Reproduce only what lies between the first line of the material below and the line containing "into your pack", with both of those lines included and every line kept exact.

BEGIN

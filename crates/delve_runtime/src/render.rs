//! Text rendering for REPL output.

use std::fmt::Write;

use delve_engine::{ActionRecordSet, LocationRecordSet};
use delve_foundation::{CharacterInstanceId, Error, RecordType};
use delve_storage::{Action, ActorRef, Attributes, Command, LocationContext, LookTarget};

/// Help text listing sentences and meta commands.
pub const HELP: &str = "\
\x1b[1mSENTENCES:\x1b[0m
    move <direction>            Walk through an exit
    look [direction|thing]      Look around, through an exit, or at something
    stash <object>              Pick up an object, or unequip one, into your pack
    equip <object>              Wear or wield an object
    drop <object>               Put a held object down
    attack <target> [weapon]    Attack a monster or character

\x1b[1mMETA COMMANDS:\x1b[0m
    :where                      Describe your surroundings
    :actions                    List this playthrough's actions
    :history <action-id>        Show the stored record of an action
    :save <path>                Save the game
    :load <path>                Load a saved game
    :help                       Show this help
    :quit                       Leave (Ctrl+D also works)";

/// Describes a location as seen by `viewer`.
#[must_use]
pub fn render_location(context: &LocationContext, viewer: CharacterInstanceId) -> String {
    let mut out = String::new();
    let location = &context.location;
    let _ = writeln!(out, "\x1b[1m{}\x1b[0m", location.name);
    if !location.description.is_empty() {
        let _ = writeln!(out, "{}", location.description);
    }

    let exits: Vec<_> = location
        .neighbors
        .iter()
        .map(|(direction, _)| direction.name())
        .collect();
    if exits.is_empty() {
        out.push_str("There are no exits.\n");
    } else {
        let _ = writeln!(out, "Exits: {}", exits.join(", "));
    }

    let objects: Vec<_> = context.objects.iter().map(|o| o.name.as_str()).collect();
    if !objects.is_empty() {
        let _ = writeln!(out, "On the floor: {}", objects.join(", "));
    }
    for monster in &context.monsters {
        let _ = writeln!(out, "{} is here.", monster.name);
    }
    for character in context.characters.iter().filter(|c| c.id != viewer) {
        let _ = writeln!(out, "{} is here.", character.name);
    }
    out.trim_end().to_string()
}

fn health(current: &Attributes, maximum: &Attributes) -> String {
    format!("health {}/{}", current.health, maximum.health)
}

fn occupants(set: &LocationRecordSet) -> Vec<&str> {
    set.characters
        .iter()
        .map(|c| c.name.as_str())
        .chain(set.monsters.iter().map(|m| m.name.as_str()))
        .chain(set.objects.iter().map(|o| o.name.as_str()))
        .collect()
}

/// Narrates a processed action from its record set.
#[must_use]
pub fn render_action(records: &ActionRecordSet) -> String {
    let object_name = |row: &Option<delve_storage::ActionObject>| {
        row.as_ref().map_or("it", |o| o.name.as_str()).to_string()
    };

    match records.action.command {
        Command::Move { direction, .. } => format!("You move {direction}."),
        Command::Look(LookTarget::Location {
            direction: Some(direction),
            ..
        }) => {
            let seen = records
                .target_location
                .as_ref()
                .map(occupants)
                .unwrap_or_default();
            if seen.is_empty() {
                format!("You look {direction} and see nothing of note.")
            } else {
                format!("You look {direction} and see: {}.", seen.join(", "))
            }
        }
        Command::Look(LookTarget::Location { direction: None, .. }) => {
            "You look around.".to_string()
        }
        Command::Look(LookTarget::Object(_)) => match &records.target_object {
            Some(object) => format!("{}: {}", object.name, object.description),
            None => "You see nothing special.".to_string(),
        },
        Command::Look(LookTarget::Monster(_)) => match &records.target_monster {
            Some(monster) => format!(
                "{}: {} ({})",
                monster.name,
                monster.description,
                health(&monster.current, &monster.maximum)
            ),
            None => "You see nothing special.".to_string(),
        },
        Command::Look(LookTarget::Character(_)) => match &records.target_character {
            Some(character) => format!(
                "{} ({})",
                character.name,
                health(&character.current, &character.maximum)
            ),
            None => "You see nothing special.".to_string(),
        },
        Command::Stash { .. } => {
            format!("You stash the {}.", object_name(&records.stashed_object))
        }
        Command::Equip { .. } => {
            format!("You equip the {}.", object_name(&records.equipped_object))
        }
        Command::Drop { .. } => {
            format!("You drop the {}.", object_name(&records.dropped_object))
        }
        Command::Attack { weapon, .. } => {
            let target = records
                .target_monster
                .as_ref()
                .map(|m| m.name.as_str())
                .or_else(|| records.target_character.as_ref().map(|c| c.name.as_str()))
                .unwrap_or("nothing");
            match weapon {
                Some(_) => format!(
                    "You attack {target} with the {}.",
                    object_name(&records.equipped_object)
                ),
                None => format!("You attack {target}."),
            }
        }
    }
}

/// Lists actions, one per line.
#[must_use]
pub fn render_actions(actions: &[Action]) -> String {
    if actions.is_empty() {
        return "No actions yet.".to_string();
    }
    let mut out = String::new();
    for action in actions {
        let actor = match action.actor {
            ActorRef::Character(_) => "character",
            ActorRef::Monster(_) => "monster",
        };
        let _ = writeln!(
            out,
            "{}  {}  {:<6}  {actor}",
            action.created_at.format("%H:%M:%S"),
            action.id,
            action.command.kind().keyword()
        );
    }
    out.trim_end().to_string()
}

/// Lists every snapshot row of a stored action.
#[must_use]
pub fn render_history(records: &ActionRecordSet) -> String {
    let mut out = String::new();
    let action = &records.action;
    let _ = writeln!(
        out,
        "\x1b[1maction {}\x1b[0m: {} by {} at {}",
        action.id,
        action.command.kind(),
        records.source.name(),
        action.created_at.to_rfc3339()
    );

    let mut row = |record_type: RecordType, kind: &str, name: &str| {
        let _ = writeln!(out, "  {:<24} {kind:<9} {name}", record_type.name());
    };
    for object in &records.source_objects {
        row(object.record_type, "object", &object.name);
    }
    let groups = std::iter::once(&records.current_location).chain(&records.target_location);
    for group in groups {
        for character in &group.characters {
            row(character.record_type, "character", &character.name);
        }
        for monster in &group.monsters {
            row(monster.record_type, "monster", &monster.name);
        }
        for object in &group.objects {
            row(object.record_type, "object", &object.name);
        }
    }
    if let Some(character) = &records.target_character {
        row(character.record_type, "character", &character.name);
    }
    if let Some(monster) = &records.target_monster {
        row(monster.record_type, "monster", &monster.name);
    }
    for object in [
        &records.target_object,
        &records.stashed_object,
        &records.equipped_object,
        &records.dropped_object,
    ]
    .into_iter()
    .flatten()
    {
        row(object.record_type, "object", &object.name);
    }
    let _ = write!(out, "  {} rows", records.row_count());
    out
}

/// Formats an error with its context.
#[must_use]
pub fn render_error(error: &Error) -> String {
    match &error.context {
        Some(context) => format!("Error: {error}\n{context}").trim_end().to_string(),
        None => format!("Error: {error}"),
    }
}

END

- Output below:
filename crates/delve_runtime/src/render.rs
//! Text rendering for REPL output.

use std::fmt::Write;

use delve_engine::{ActionRecordSet, LocationRecordSet};
use delve_foundation::{CharacterInstanceId, Error, RecordType};
use delve_storage::{Action, ActorRef, Attributes, Command, LocationContext, LookTarget};

/// Help text listing sentences and meta commands.
pub const HELP: &str = "\
\x1b[1mSENTENCES:\x1b[0m
    move <direction>            Walk through an exit
    look [direction|thing]      Look around, through an exit, or at something
    stash <object>              Pick up an object, or unequip one, into your pack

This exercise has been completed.